Re-offenders: Disclosure of Information

Mr. Grieve: To ask the Secretary of State for Justice when data regarding multiple offender entries in 2007 will be available. [263952]

Mr. Straw: The Ministry of Justice statistical publication ‘Re-offending of adults: results from the 2007 cohort’, which will contain a table on multiple offender entries in 2007 quarter one, has been postponed. This was due for publication on 19 March.

This postponement is a result of a technical fault in the programming code used to produce the results. Statisticians need additional time to resolve this fault.

Initial investigations indicate that this fault has resulted in slight errors in the published adult re-offending datasets (from 2000-06). These will be revised when the 2007 cohort data is published.

At present it is not possible to specify a new publication date. However, we will make every effort to ensure that the postponement is as short as possible and will make a further announcement once the statistics are ready for release.

The National Statistician has been informed of this postponement and is satisfied that it is necessary on operational grounds.

A notice about the postponement is available on the Ministry of Justice website:

Further information on Multiple Offender Entries can be found in Annex C of the publication Re-offending of Adults: results from the 2006 cohort:

Reoffenders: Hertfordshire

Mike Penning: To ask the Secretary of State for Justice how many offenders were charged with each category of violent offence whilst being supervised by the probation service in (a) Hemel Hempstead and (b) Hertfordshire in the last (i) six months, (ii) 12 months and (iii) five years. [263084]
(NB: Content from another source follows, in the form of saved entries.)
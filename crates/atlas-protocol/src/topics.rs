//! Topic name table for the atlas dialog protocol.
//!
//! Topics come in two flavors: *global* topics shared by every participant of
//! a role (discovery, the skill-facing dialog verbs) and *addressed* topics
//! built by substituting a participant identifier into a template. Addressed
//! naming is what keeps participants sharing one connection from stepping on
//! each other: two channels never collide because their ids differ.

// Discovery related topics

pub const DISCOVERY_PING: &str = "atlas/discovery/ping";
pub const DISCOVERY_PONG: &str = "atlas/discovery/pong";

// Dialog related topics, skill-facing. These are global: the server
// multiplexes conversations through them, so correlation rides in the
// payload (`keys::CONVERSATION_ID`), not in the topic name.

pub const DIALOG_ASK: &str = "atlas/dialog/ask";
pub const DIALOG_ANSWER: &str = "atlas/dialog/answer";
pub const DIALOG_END: &str = "atlas/dialog/end";

/// Topic on which a recognized intent is delivered to its skill.
pub fn intent(name: &str) -> String {
    format!("atlas/intents/{name}")
}

/// Topic on which a channel submits raw user text for parsing.
pub fn dialog_parse(channel_id: &str) -> String {
    format!("atlas/{channel_id}/dialog/parse")
}

// Channel related topics, one set per channel id.

pub fn channel_ask(channel_id: &str) -> String {
    format!("atlas/{channel_id}/channel/ask")
}

pub fn channel_answer(channel_id: &str) -> String {
    format!("atlas/{channel_id}/channel/answer")
}

pub fn channel_work(channel_id: &str) -> String {
    format!("atlas/{channel_id}/channel/work")
}

pub fn channel_end(channel_id: &str) -> String {
    format!("atlas/{channel_id}/channel/end")
}

pub fn channel_create(channel_id: &str) -> String {
    format!("atlas/{channel_id}/channel/create")
}

pub fn channel_created(channel_id: &str) -> String {
    format!("atlas/{channel_id}/channel/created")
}

pub fn channel_destroy(channel_id: &str) -> String {
    format!("atlas/{channel_id}/channel/destroy")
}

pub fn channel_destroyed(channel_id: &str) -> String {
    format!("atlas/{channel_id}/channel/destroyed")
}

#[cfg(test)]
mod tests {
    use super::*;

    #[test]
    fn addressed_topics_are_stable_per_id() {
        assert_eq!(channel_ask("term"), channel_ask("term"));
        assert_eq!(channel_ask("term"), "atlas/term/channel/ask");
    }

    #[test]
    fn addressed_topics_never_collide_across_ids() {
        assert_ne!(channel_create("a"), channel_create("b"));
        assert_ne!(dialog_parse("a"), dialog_parse("b"));
        assert_ne!(intent("greet"), intent("weather"));
    }
}
//! Event bus integration tests: shared-connection reference counting,
//! lifecycle-topic locality and payload decoding through the dispatch path.

use std::sync::Arc;
use std::sync::Mutex;
use std::sync::atomic::{AtomicUsize, Ordering};

use atlas_sdk::EventBus;
use atlas_sdk::bus::{CONNECTED_TOPIC, handlers};

mod common;
use common::{UnreachableTransport, recording_bus};

/// Two participants sharing one transport: the second start joins the
/// existing connection and re-emits `connected` locally; the real disconnect
/// happens on the last stop.
#[tokio::test]
async fn shared_start_stop_reference_counting() {
    let (bus, transport) = recording_bus();

    let connected_emissions = Arc::new(AtomicUsize::new(0));
    let counter = connected_emissions.clone();
    bus.subscribe(
        CONNECTED_TOPIC,
        handlers::empty(move || {
            counter.fetch_add(1, Ordering::SeqCst);
        }),
    );

    bus.start().await.unwrap();
    assert!(bus.is_started());
    assert_eq!(transport.connects.load(Ordering::SeqCst), 1);
    assert_eq!(connected_emissions.load(Ordering::SeqCst), 1);

    // Second participant joins: no re-dial, but its connection hook fires.
    bus.start().await.unwrap();
    assert_eq!(transport.connects.load(Ordering::SeqCst), 1);
    assert_eq!(connected_emissions.load(Ordering::SeqCst), 2);

    bus.stop().await;
    assert_eq!(transport.disconnects.load(Ordering::SeqCst), 0);
    assert!(bus.is_started());

    bus.stop().await;
    assert_eq!(transport.disconnects.load(Ordering::SeqCst), 1);
    assert!(!bus.is_started());
}

/// An unreachable broker is fatal on the first start and rolls the use count
/// back, so a retry dials again instead of pretending to be connected.
#[tokio::test]
async fn failed_first_connect_is_fatal_and_rolls_back() {
    let bus = EventBus::new();
    let transport = Arc::new(UnreachableTransport::new());
    bus.bind(transport.clone());

    assert!(bus.start().await.is_err());
    assert!(!bus.is_started());
    assert_eq!(transport.attempts.load(Ordering::SeqCst), 1);

    // The failed start left no phantom user behind.
    assert!(bus.start().await.is_err());
    assert_eq!(transport.attempts.load(Ordering::SeqCst), 2);
}

#[tokio::test]
async fn starting_without_a_transport_is_an_error() {
    let bus = EventBus::new();
    assert!(bus.start().await.is_err());
    assert!(!bus.is_started());
}

/// Lifecycle topics never reach the transport; ordinary topics do.
#[test]
fn lifecycle_publishes_stay_local() {
    let (bus, transport) = recording_bus();

    bus.publish(CONNECTED_TOPIC, None);
    bus.publish("atlas/discovery/pong", Some(b"{}".to_vec().into()));

    let published = transport.published();
    assert_eq!(published.len(), 1);
    assert_eq!(published[0].0, "atlas/discovery/pong");
}

/// Structured decoding through the full dispatch path: a valid object
/// reaches the handler as a map, garbage degrades to an empty map, and
/// neither interrupts delivery to the handlers after it.
#[test]
fn json_decoding_degrades_without_halting_dispatch() {
    let (bus, _transport) = recording_bus();

    let seen = Arc::new(Mutex::new(Vec::new()));
    let sink = seen.clone();
    bus.subscribe(
        "event1",
        handlers::json(move |data| {
            sink.lock().unwrap().push(data);
        }),
    );
    let tail_calls = Arc::new(AtomicUsize::new(0));
    let tail = tail_calls.clone();
    bus.subscribe(
        "event1",
        handlers::empty(move || {
            tail.fetch_add(1, Ordering::SeqCst);
        }),
    );

    bus.dispatch("event1", Some(br#"{"location":"Paris"}"#.as_slice()));
    bus.dispatch("event1", Some(b"definitely not json".as_slice()));

    let seen = seen.lock().unwrap();
    assert_eq!(seen.len(), 2);
    assert_eq!(
        seen[0].get("location").and_then(serde_json::Value::as_str),
        Some("Paris")
    );
    assert!(seen[1].is_empty());
    assert_eq!(tail_calls.load(Ordering::SeqCst), 2);
}

/// Dispatching a topic nobody subscribed is silently dropped.
#[test]
fn unknown_topics_are_dropped_silently() {
    let (bus, _transport) = recording_bus();
    bus.dispatch("atlas/unclaimed/topic", Some(b"{}".as_slice()));
}
//! In-process loopback transport.
//!
//! Publishes are delivered straight back into the local bus. Useful for
//! tests and for single-process setups where skill and channel share one
//! process and no broker is involved.

use async_trait::async_trait;
use bytes::Bytes;
use log::debug;

use crate::bus::{CONNECTED_TOPIC, DISCONNECTED_TOPIC, Inbound};
use crate::error::SdkResult;
use crate::transport::Transport;

pub struct LoopbackTransport {
    inbound: Inbound,
}

impl LoopbackTransport {
    pub fn new(inbound: Inbound) -> Self {
        Self { inbound }
    }
}

#[async_trait]
impl Transport for LoopbackTransport {
    async fn connect(&self) -> SdkResult<()> {
        debug!("loopback transport connected");
        self.inbound.dispatch(CONNECTED_TOPIC, None);
        Ok(())
    }

    async fn disconnect(&self) -> SdkResult<()> {
        debug!("loopback transport disconnected");
        self.inbound.dispatch(DISCONNECTED_TOPIC, None);
        Ok(())
    }

    fn publish(&self, topic: &str, payload: Option<Bytes>) {
        self.inbound.dispatch(topic, payload.as_deref());
    }

    fn subscribe(&self, _topic: &str) {
        // Every local topic is already "subscribed": delivery goes through
        // the bus registry directly.
    }

    fn unsubscribe(&self, _topic: &str) {}
}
Mr. Hanson: The National Offender Management Service holds information on the number of offenders charged with serious further (violent) offences while under probation supervision for the years 2006-07, 2007-08 and for the first six months of 2008-09. However, this does not include all types of violent offence and it is not broken down by town or city. To provide the full information requested would require manual checking of files, which could be undertaken only at disproportionate cost.

The following table contains data on the number of offenders, managed by Hertfordshire probation area, who were charged with certain violent offences, where there was a requirement initially to notify the National Offender Management Service, in line with the serious further offence probation circulars 06/2006 and 41/2006.

The Offender Management caseload statistics, which are published annually, include data on the number of offenders under probation supervision who are charged with serious further offences and whose cases proceed to review, as defined by the relevant probation circulars. Those data are updated to show outcomes, that is. convictions, acquittals, convictions for lesser offences and charges dropped.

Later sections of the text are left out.